This battle is not mentioned in Tarikh / Kitab e Yamini by Utbi which is a contemporary account. Ferishta who completed his book in 1612 mentions this battle. Ferishta does not give his source and seems to exaggerate when he states that Jats had 4000 or even 8000 boats. Multan was already under Mahmud and it is not possible for a tribe to have so many resources unless they were ruling clan over a large area.
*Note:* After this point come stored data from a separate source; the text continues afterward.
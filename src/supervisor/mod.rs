//! Process supervision: lifecycle, PID records, startup validation, audit.

pub mod audit;
pub mod lifecycle;
pub mod logscan;
pub mod pidfile;
pub mod service;
pub mod validate;

pub use audit::{AuditLevel, AuditLog};
pub use lifecycle::{RunMode, StartOutcome, StopOutcome, Supervisor};
pub use logscan::{LogScanPolicy, ScanReport};
pub use service::{HealthCheck, ManagedService, ServiceState, StatusReport};
pub use validate::ValidationReport;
Mahmud by this time (unlike for Utbi) was considered a legend and a great statesmen hence Ferishta tends to overestimate oppositions numbers to show the victory of Mahmud despite odds and in glowing colours. According to him Mahmud got 1400 boats built and defeated Jats in this remarkable naval battle, Ferishta writes

“In the end of the year Mahmood marched against the Juts/ Jats residing in the Jud mountains, who had molested his army on its return from Somnath. Having arrived at Multan, and finding that the country of the Juts was intersected by rivers, he ordered 1400 boats to be built, each of which was armed with six iron spikes, projecting from the prows and sides, to prevent then being boarded by the enemy, who were expert in that kind of warfare. ln each boat were twenty archers and five naphtha (flammable liquid hydrocarbon mixture) men, to attack and set fire to the enemy’s flotilla (fleet of boats). The Juts, having intelligence of this armament, sent their wives and children, together with their most valuable effects, into the neighbouring islands, and launching, according to some, 4000, and according to others, 8000 boats, ready maimed and armed, they prepared to receive the Mahomedans.

The fleets met, and a desperate conflict ensued, but the projecting spikes of the moslem boats did such execution when they ran against the craft of the Jats, that several of them were overset. The archers, at the same time, plied their arrows with such effect, that many of the enemy leaped overboard. Some of the Jat boats being in the meantime set on fire communicated their flames to others; some were sunk, some boarded, and others endeavoured to fly. From this scene of confusion few of the Juts escaped, so that those who were not killed fell into the hands of Mahmood.”